Collected data entries:
((

//! luawasm CLI entry point.
//!
//! `run` executes a Lua script with the `wasm_core` table preloaded;
//! `inspect` prints the exports of a module without instantiating it.

use std::path::{Path, PathBuf};

use anyhow::Context;
use clap::{Parser, Subcommand};
use mlua::Lua;
use tracing::info;
use tracing_subscriber::{layer::SubscriberExt, util::SubscriberInitExt};

use luawasm_common::ConfigFile;
use luawasm_core::{CompiledModule, ExportKind, ValueKind, WasmEngine};

#[derive(Parser)]
#[command(name = "luawasm", version, about = "Run WebAssembly from Lua scripts")]
struct Cli {
    /// TOML configuration file.
    #[arg(long, short, global = true, env = "LUAWASM_CONFIG")]
    config: Option<PathBuf>,

    #[command(subcommand)]
    command: Command,
}

#[derive(Subcommand)]
enum Command {
    /// Run a Lua script with the operation table available to `require`.
    Run {
        /// Path to the script.
        script: PathBuf,

        /// Arguments exposed to the script as `arg[1]`, `arg[2]`, ...
        #[arg(last = true)]
        args: Vec<String>,
    },
    /// List the exports of a module (binary or text format).
    Inspect {
        /// Path to the module.
        module: PathBuf,

        /// Print descriptors as JSON.
        #[arg(long)]
        json: bool,
    },
}

fn main() -> anyhow::Result<()> {
    tracing_subscriber::registry()
        .with(
            tracing_subscriber::EnvFilter::try_from_default_env()
                .unwrap_or_else(|_| "info,luawasm=debug".into()),
        )
        .with(tracing_subscriber::fmt::layer().with_writer(std::io::stderr))
        .init();

    let cli = Cli::parse();
    let config = load_config(cli.config.as_deref())?;

    match cli.command {
        Command::Run { script, args } => run(&config, &script, &args),
        Command::Inspect { module, json } => inspect(&config, &module, json),
    }
}

fn load_config(path: Option<&Path>) -> anyhow::Result<ConfigFile> {
    let Some(path) = path else {
        return Ok(ConfigFile::default());
    };
    let config = ConfigFile::from_file(path)
        .with_context(|| format!("Failed to load configuration from {}", path.display()))?;
    info!(path = %path.display(), "Configuration loaded");
    Ok(config)
}

fn run(config: &ConfigFile, script: &Path, args: &[String]) -> anyhow::Result<()> {
    let source = std::fs::read_to_string(script)
        .with_context(|| format!("Failed to read script {}", script.display()))?;

    let lua = Lua::new();
    luawasm_lua::preload(&lua, &config.runtime, &config.script.module_name)
        .map_err(|e| anyhow::anyhow!("Failed to open {}: {e}", config.script.module_name))?;

    let script_name = script.display().to_string();
    let set_args = || -> mlua::Result<()> {
        let arg = lua.create_table()?;
        arg.raw_set(0, script_name.as_str())?;
        for (i, value) in args.iter().enumerate() {
            arg.raw_set(i + 1, value.as_str())?;
        }
        lua.globals().set("arg", arg)
    };
    set_args().map_err(|e| anyhow::anyhow!("Failed to set arg: {e}"))?;

    info!(script = %script_name, args = args.len(), "Running script");

    lua.load(source)
        .set_name(format!("@{script_name}"))
        .exec()
        .map_err(|e| anyhow::anyhow!("{e}"))
}

fn inspect(config: &ConfigFile, path: &Path, json: bool) -> anyhow::Result<()> {
    let bytes =
        std::fs::read(path).with_context(|| format!("Failed to read module {}", path.display()))?;

    let engine = WasmEngine::new(&config.runtime.engine)?;
    let module = CompiledModule::from_bytes(engine.inner(), &bytes)?;
    let exports = module.exports()?;

    if json {
        println!("{}", serde_json::to_string_pretty(&exports)?);
        return Ok(());
    }

    println!(
        "{} ({}, {} imports, {} exports, hash {})",
        path.display(),
        if module.is_binary() { "binary" } else { "text" },
        module.import_count(),
        exports.len(),
        module.content_hash()
    );
    for export in &exports {
        match &export.kind {
            ExportKind::Func { params, results } => println!(
                "  func    {} ({}) -> ({})",
                export.name,
                join_kinds(params),
                join_kinds(results)
            ),
            ExportKind::Memory { min, max } => match max {
                Some(max) => println!("  memory  {} {min}..{max} pages", export.name),
                None => println!("  memory  {} {min}.. pages", export.name),
            },
            other => println!("  {:<7} {}", other.type_name(), export.name),
        }
    }

    Ok(())
}

fn join_kinds(kinds: &[ValueKind]) -> String {
    kinds
        .iter()
        .map(ToString::to_string)
        .collect::<Vec<_>>()
        .join(" ")
}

))

YOUR TASK: Check each line in the records above for the word "pages". Return those that have it.

REPLY TO THE TASK:
                Some(max) => println!("  memory  {} {min}..{max} pages", export.name),
                None => println!("  memory  {} {min}.. pages", export.name),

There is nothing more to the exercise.